-
Notifications
You must be signed in to change notification settings - Fork 377
Description
What happened?
We have a Flink job that performs CDC synchronization from an upstream database to Iceberg. This job generates many equality delete files, and many of them are dangling delete files. When Amoro runs the clean-dangling-delete-files operation on this table, it fails with the following error.
2026-01-14 02:49:39,401 WARN [async-dangling-delete-files-cleaning-executor-7] [org.apache.amoro.server.optimizing.maintainer.IcebergTableMaintainer] [] - Failed to commit dangling delete file for table $catalog.$database.$table, but ignore it
org.apache.iceberg.exceptions.ValidationException: Missing required files to delete: oss://omit-for-security-concern/data/_id_bucket_20=12/00000-0-5a087250-6137-4365-b5f9-9b04ceae2e47-305883.parquet,...dangling-delete-file-list-omitted
at org.apache.iceberg.exceptions.ValidationException.check(ValidationException.java:49) ~[iceberg-api-lilith-trino-1.6.1.1.jar:?]
at org.apache.iceberg.ManifestFilterManager.validateRequiredDeletes(ManifestFilterManager.java:237) ~[iceberg-core-lilith-trino-1.6.1.1.jar:?]
at org.apache.iceberg.ManifestFilterManager.filterManifests(ManifestFilterManager.java:199) ~[iceberg-core-lilith-trino-1.6.1.1.jar:?]
at org.apache.iceberg.MergingSnapshotProducer.apply(MergingSnapshotProducer.java:837) ~[iceberg-core-lilith-trino-1.6.1.1.jar:?]

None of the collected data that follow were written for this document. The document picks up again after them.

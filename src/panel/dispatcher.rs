use log::{debug, info};
use tokio::sync::watch;
use tokio::time::Duration;

use crate::broker::constants::BUSY_WINDOW;
use crate::broker::coordinator::Coordinator;
use crate::broker::transport::Transport;
use crate::broker::types::{ConnectionStatus, TransportEvent};
use crate::config::types::{DispatchPolicy, TopicConfig};
use crate::error::DispatchError;
use crate::fixture::store::FixtureStore;
use crate::fixture::types::ColorChannel;
use crate::notice::Notifier;
use crate::panel::busy::BusyWindow;
use crate::panel::types::{Delivery, Intent};
use crate::scene::catalog::{SceneCatalog, SceneKind};

pub const HELP: &str = "Commands: scene <name>, save, power <id>, switch <id>, \
color <id> <red|green|blue|white> [value], preset <id> <name>, status, fixtures, scenes, help, quit";

/// Turns intents into broker messages.
///
/// Local fixture state changes as soon as the intent is handled, whether or not the
/// message that goes with it is delivered. A failed publish is reported but the local
/// state is not rolled back.
pub struct Dispatcher<T: Transport> {
    coordinator: Coordinator<T>,
    store: FixtureStore,
    catalog: SceneCatalog,
    topics: TopicConfig,
    policy: DispatchPolicy,
    notifier: Notifier,

    selected_scene: Option<String>,
    busy: BusyWindow,
}

impl<T: Transport> Dispatcher<T> {
    pub fn new(
        coordinator: Coordinator<T>,
        store: FixtureStore,
        catalog: SceneCatalog,
        topics: TopicConfig,
        policy: DispatchPolicy,
        notifier: Notifier,
    ) -> Self {
        Dispatcher {
            coordinator,
            store,
            catalog,
            topics,
            policy,
            notifier,
            selected_scene: None,
            busy: BusyWindow::new(Duration::from_secs(BUSY_WINDOW)),
        }
    }

    pub fn store(&self) -> &FixtureStore {
        &self.store
    }

    pub fn status(&self) -> ConnectionStatus {
        self.coordinator.status()
    }

    pub fn subscribe_status(&self) -> watch::Receiver<ConnectionStatus> {
        self.coordinator.subscribe()
    }

    pub fn selected_scene(&self) -> Option<&str> {
        self.selected_scene.as_deref()
    }

    pub fn is_busy(&self) -> bool {
        self.busy.is_busy()
    }

    /// Starts connecting without waiting for the result.
    pub fn start(&mut self) {
        if let Err(err) = self.coordinator.ensure_connected() {
            self.notifier.error(err.to_string());
        }
    }

    pub async fn next_transport_event(&mut self) -> Option<TransportEvent> {
        self.coordinator.next_event().await
    }

    pub fn handle_transport_event(&mut self, event: TransportEvent) {
        self.coordinator.handle_event(event);
    }

    pub fn teardown(&mut self) {
        self.coordinator.teardown();
    }

    /// Whether a publish may go out now.
    async fn ready(&mut self) -> Result<bool, DispatchError> {
        match self.policy {
            DispatchPolicy::AwaitConnection => {
                self.coordinator.connect().await?;
                Ok(true)
            },
            DispatchPolicy::DropUntilConnected => {
                // the status is read before connecting: a connect started here does not
                // help this command
                let connected = self.coordinator.status() == ConnectionStatus::Connected;
                self.coordinator.ensure_connected()?;
                Ok(connected)
            },
        }
    }

    async fn publish(&mut self, topic: String, payload: Vec<u8>) -> Result<Delivery, DispatchError> {
        if !self.ready().await? {
            debug!("Not connected yet, dropping message for {}", topic);
            return Ok(Delivery::Dropped);
        }

        self.coordinator.publish(&topic, payload)?;
        Ok(Delivery::Published)
    }

    pub async fn select_scene(&mut self, name: &str) -> Result<Delivery, DispatchError> {
        let kind = self.catalog.scene(name)
            .map(|scene| scene.kind)
            .ok_or_else(|| DispatchError::UnknownScene { name: name.to_string() })?;

        match kind {
            SceneKind::Solid => self.select_solid_scene(name).await,
            SceneKind::Dim => self.select_dim_scene(name).await,
        }
    }

    pub async fn select_solid_scene(&mut self, name: &str) -> Result<Delivery, DispatchError> {
        let delivery = self.publish(self.topics.scene.clone(), name.as_bytes().to_vec()).await?;

        if delivery == Delivery::Published {
            self.notifier.info(format!("{} selected...", name));
            self.selected_scene = Some(name.to_string());
        }
        Ok(delivery)
    }

    /// The hardware runs a dimming program after this, the panel stays busy meanwhile.
    pub async fn select_dim_scene(&mut self, name: &str) -> Result<Delivery, DispatchError> {
        self.selected_scene = Some(name.to_string());

        let result = self.publish(self.topics.scene.clone(), name.as_bytes().to_vec()).await;
        if let Ok(Delivery::Published) = result {
            self.notifier.info(format!("{} selected...", name));
        }

        if self.busy.start() {
            info!("Busy for {} seconds", BUSY_WINDOW);
        }
        result
    }

    pub async fn save_fixtures(&mut self) -> Result<Delivery, DispatchError> {
        let pending = self.store.pending_save()?;
        let payload = serde_json::to_vec(&pending)?;

        let delivery = self.publish(self.topics.save.clone(), payload).await?;
        if delivery == Delivery::Published {
            self.notifier.info("Sending...");
        }
        Ok(delivery)
    }

    /// Local only, `power` decides which fixtures a save includes.
    pub fn toggle_fixture_power(&mut self, id: u32) -> Result<bool, DispatchError> {
        self.store.toggle_fixture_power(id).ok_or(DispatchError::UnknownFixture { id })
    }

    pub async fn toggle_fixture_enabled(&mut self, id: u32) -> Result<Delivery, DispatchError> {
        let was_enabled = self.store.toggle_fixture_enabled(id)
            .ok_or(DispatchError::UnknownFixture { id })?;

        let topic = if was_enabled { self.topics.off.clone() } else { self.topics.on.clone() };
        let payload = serde_json::to_vec(&id)?;

        let delivery = self.publish(topic, payload).await?;
        if delivery == Delivery::Published {
            self.notifier.info(if was_enabled { "Switching light off..." } else { "Switching light on..." });
        }
        Ok(delivery)
    }

    pub fn set_channel(&mut self, id: u32, channel: ColorChannel, value: &str) -> Result<(), DispatchError> {
        if !self.store.set_channel(id, channel, value) {
            return Err(DispatchError::UnknownFixture { id });
        }
        Ok(())
    }

    pub fn preview_color(&mut self, id: u32, preset: &str) -> Result<(), DispatchError> {
        let color = self.catalog.preset(preset)
            .map(|preset| preset.color())
            .ok_or_else(|| DispatchError::UnknownScene { name: preset.to_string() })?;

        if !self.store.preview_color(id, color) {
            return Err(DispatchError::UnknownFixture { id });
        }
        Ok(())
    }

    fn show_status(&self) {
        let busy = match self.busy.remaining() {
            Some(remaining) => format!("busy for {}s", remaining.as_secs()),
            None => "idle".to_string(),
        };

        self.notifier.info(format!(
            "{} ({}), scene: {}, {}",
            self.coordinator.status(),
            self.coordinator.endpoint().url(),
            self.selected_scene.as_deref().unwrap_or("none"),
            busy,
        ));
    }

    fn list_fixtures(&self) {
        for fixture in self.store.fixtures() {
            self.notifier.info(fixture.to_string());
        }
    }

    fn list_scenes(&self) {
        for scene in self.catalog.scenes() {
            let kind = match scene.kind {
                SceneKind::Solid => "solid",
                SceneKind::Dim => "dim",
            };
            self.notifier.info(format!("{} ({})", scene.name, kind));
        }

        let presets: Vec<&str> = self.catalog.presets().map(|preset| preset.name.as_str()).collect();
        self.notifier.info(format!("presets: {}", presets.join(", ")));
    }

    /// Handles one intent to completion. Failures end up as notices.
    pub async fn dispatch(&mut self, intent: Intent) {
        let result = match intent {
            Intent::SelectScene(name) => self.select_scene(&name).await.map(|_| ()),
            Intent::SaveFixtures => self.save_fixtures().await.map(|_| ()),
            Intent::ToggleFixturePower(id) => self.toggle_fixture_power(id).map(|_| ()),
            Intent::ToggleFixtureEnabled(id) => self.toggle_fixture_enabled(id).await.map(|_| ()),
            Intent::SetChannel { id, channel, value } => self.set_channel(id, channel, &value),
            Intent::PreviewColor { id, preset } => self.preview_color(id, &preset),
            Intent::ShowStatus => {
                self.show_status();
                Ok(())
            },
            Intent::ListFixtures => {
                self.list_fixtures();
                Ok(())
            },
            Intent::ListScenes => {
                self.list_scenes();
                Ok(())
            },
            Intent::Help => {
                self.notifier.info(HELP);
                Ok(())
            },
            Intent::Quit => Ok(()),
        };

        if let Err(err) = result {
            if err.is_surfaced() {
                debug!("Command failed: {}", err);
            }
            else {
                self.notifier.error(err.to_string());
            }
        }
    }
}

at org.apache.iceberg.SnapshotProducer.apply(SnapshotProducer.java:236) ~[iceberg-core-lilith-trino-1.6.1.1.jar:?]
at org.apache.iceberg.SnapshotProducer.lambda$commit$2(SnapshotProducer.java:386) ~[iceberg-core-lilith-trino-1.6.1.1.jar:?]

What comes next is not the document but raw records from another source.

use std::path::Path;
use indexmap::IndexMap;
use serde::Deserialize;

use crate::error::CatalogError;
use crate::fixture::types::Color;

const BUILTIN_CATALOG: &str = include_str!("../../data/scenes.json");

#[derive(Debug, Clone, Copy, PartialEq, Eq)]
pub enum SceneKind {
    // full opacity, rgb only
    Solid,
    // rendered with a pulsing opacity, selecting one blocks the panel for a while
    Dim,
}

#[derive(Debug, Clone, PartialEq, Eq)]
pub struct Scene {
    pub name: String,
    pub kind: SceneKind,
    pub channel_values: Vec<u8>,
    pub style_hint: String,
}

impl Scene {
    /// Color of a preset swatch; a preset without a white value has white = 0.
    pub fn color(&self) -> Color {
        let value = |index: usize| self.channel_values.get(index).copied().unwrap_or(0);
        Color::rgbw(value(0), value(1), value(2), value(3))
    }
}

#[derive(Debug, Deserialize)]
struct CatalogEntry {
    name: String,
    value: Vec<u8>,
    #[serde(default)]
    text: String,
}

#[derive(Debug, Deserialize)]
struct CatalogFile {
    #[serde(default)]
    solid: Vec<CatalogEntry>,
    #[serde(default)]
    dim: Vec<CatalogEntry>,
    #[serde(default)]
    color: Vec<CatalogEntry>,
}

/// Read-only scene and preset data.
#[derive(Debug, Clone)]
pub struct SceneCatalog {
    scenes: IndexMap<String, Scene>,
    presets: IndexMap<String, Scene>,
}

fn into_scene(entry: CatalogEntry, kind: SceneKind) -> Result<Scene, CatalogError> {
    let count = entry.value.len();
    if !(3..=4).contains(&count) {
        return Err(CatalogError::ChannelCount { name: entry.name, count });
    }

    Ok(Scene {
        name: entry.name,
        kind,
        channel_values: entry.value,
        style_hint: entry.text,
    })
}

impl SceneCatalog {
    pub fn builtin() -> Result<Self, CatalogError> {
        Self::parse(BUILTIN_CATALOG)
    }

    pub async fn load(path: Option<&Path>) -> Result<Self, CatalogError> {
        match path {
            None => Self::builtin(),
            Some(path) => {
                let content = tokio::fs::read_to_string(path).await?;
                Self::parse(&content)
            },
        }
    }

    pub fn parse(content: &str) -> Result<Self, CatalogError> {
        let file: CatalogFile = serde_json::from_str(content)?;

        // a later entry with the same name replaces an earlier one
        let mut scenes = IndexMap::new();
        for (entries, kind) in [(file.solid, SceneKind::Solid), (file.dim, SceneKind::Dim)] {
            for entry in entries {
                let scene = into_scene(entry, kind)?;
                scenes.insert(scene.name.clone(), scene);
            }
        }

        let mut presets = IndexMap::new();
        for entry in file.color {
            let preset = into_scene(entry, SceneKind::Solid)?;
            presets.insert(preset.name.clone(), preset);
        }

        Ok(SceneCatalog { scenes, presets })
    }

    pub fn scene(&self, name: &str) -> Option<&Scene> {
        self.scenes.get(name)
    }

    pub fn scenes(&self) -> impl Iterator<Item = &Scene> {
        self.scenes.values()
    }

    pub fn preset(&self, name: &str) -> Option<&Scene> {
        self.presets.get(name)
    }

    pub fn presets(&self) -> impl Iterator<Item = &Scene> {
        self.presets.values()
    }
}

#[cfg(test)]
mod tests {
    use super::*;

    #[test]
    fn test_builtin_catalog_parses() {
        let catalog = SceneCatalog::builtin().unwrap();

        let warm = catalog.scene("Warm White").unwrap();
        assert_eq!(warm.kind, SceneKind::Solid);
        assert_eq!(warm.channel_values.len(), 3);

        assert_eq!(catalog.scene("Dim Red").unwrap().kind, SceneKind::Dim);
        assert_eq!(catalog.preset("White").unwrap().color(), Color::rgbw(0, 0, 0, 255));
        assert!(catalog.scene("White").is_none());
    }

    #[test]
    fn test_three_value_preset_has_no_white() {
        let catalog = SceneCatalog::parse(r#"{"color": [{"name": "Teal", "value": [0, 128, 128]}]}"#).unwrap();

        assert_eq!(catalog.preset("Teal").unwrap().color(), Color::rgbw(0, 128, 128, 0));
        assert_eq!(catalog.scenes().count(), 0);
    }

    #[test]
    fn test_rejects_bad_channel_count() {
        let result = SceneCatalog::parse(r#"{"solid": [{"name": "Broken", "value": [1, 2]}]}"#);

        match result {
            Err(CatalogError::ChannelCount { name, count }) => {
                assert_eq!(name, "Broken");
                assert_eq!(count, 2);
            },
            other => panic!("unexpected result {:?}", other),
        }
    }

    #[test]
    fn test_rejects_out_of_range_values() {
        let result = SceneCatalog::parse(r#"{"dim": [{"name": "Hot", "value": [300, 0, 0]}]}"#);
        assert!(matches!(result, Err(CatalogError::JsonError { .. })));
    }
}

at org.apache.iceberg.util.Tasks$Builder.runTaskWithRetry(Tasks.java:413) ~[iceberg-core-lilith-trino-1.6.1.1.jar:?]
at org.apache.iceberg.util.Tasks$Builder.runSingleThreaded(Tasks.java:219) ~[iceberg-core-lilith-trino-1.6.1.1.jar:?]
at org.apache.iceberg.util.Tasks$Builder.run(Tasks.java:203) ~[iceberg-core-lilith-trino-1.6.1.1.jar:?]
at org.apache.iceberg.util.Tasks$Builder.run(Tasks.java:196) ~[iceberg-core-lilith-trino-1.6.1.1.jar:?]
at org.apache.iceberg.SnapshotProducer.commit(SnapshotProducer.java:384) ~[iceberg-core-lilith-trino-1.6.1.1.jar:?]
at org.apache.amoro.op.MixedUpdate.commit(MixedUpdate.java:143) ~[amoro-format-iceberg-0.8.0-incubating.jar:0.8.0-incubating]
at org.apache.amoro.server.optimizing.maintainer.IcebergTableMaintainer.clearInternalTableDanglingDeleteFiles(IcebergTableMaintainer.java:477) ~[amoro-ams-0.8.0-incubating.jar:0.8.0-incubating]
at org.apache.amoro.server.optimizing.maintainer.IcebergTableMaintainer.cleanDanglingDeleteFiles(IcebergTableMaintainer.java:336) ~[amoro-ams-0.8.0-incubating.jar:0.8.0-incubating]
at org.apache.amoro.server.optimizing.maintainer.IcebergTableMaintainer.cleanDanglingDeleteFiles(IcebergTableMaintainer.java:162) ~[amoro-ams-0.8.0-incubating.jar:0.8.0-incubating]
at org.apache.amoro.server.table.executor.DanglingDeleteFilesCleaningExecutor.execute(DanglingDeleteFilesCleaningExecutor.java:62) ~[amoro-ams-0.8.0-incubating.jar:0.8.0-incubating]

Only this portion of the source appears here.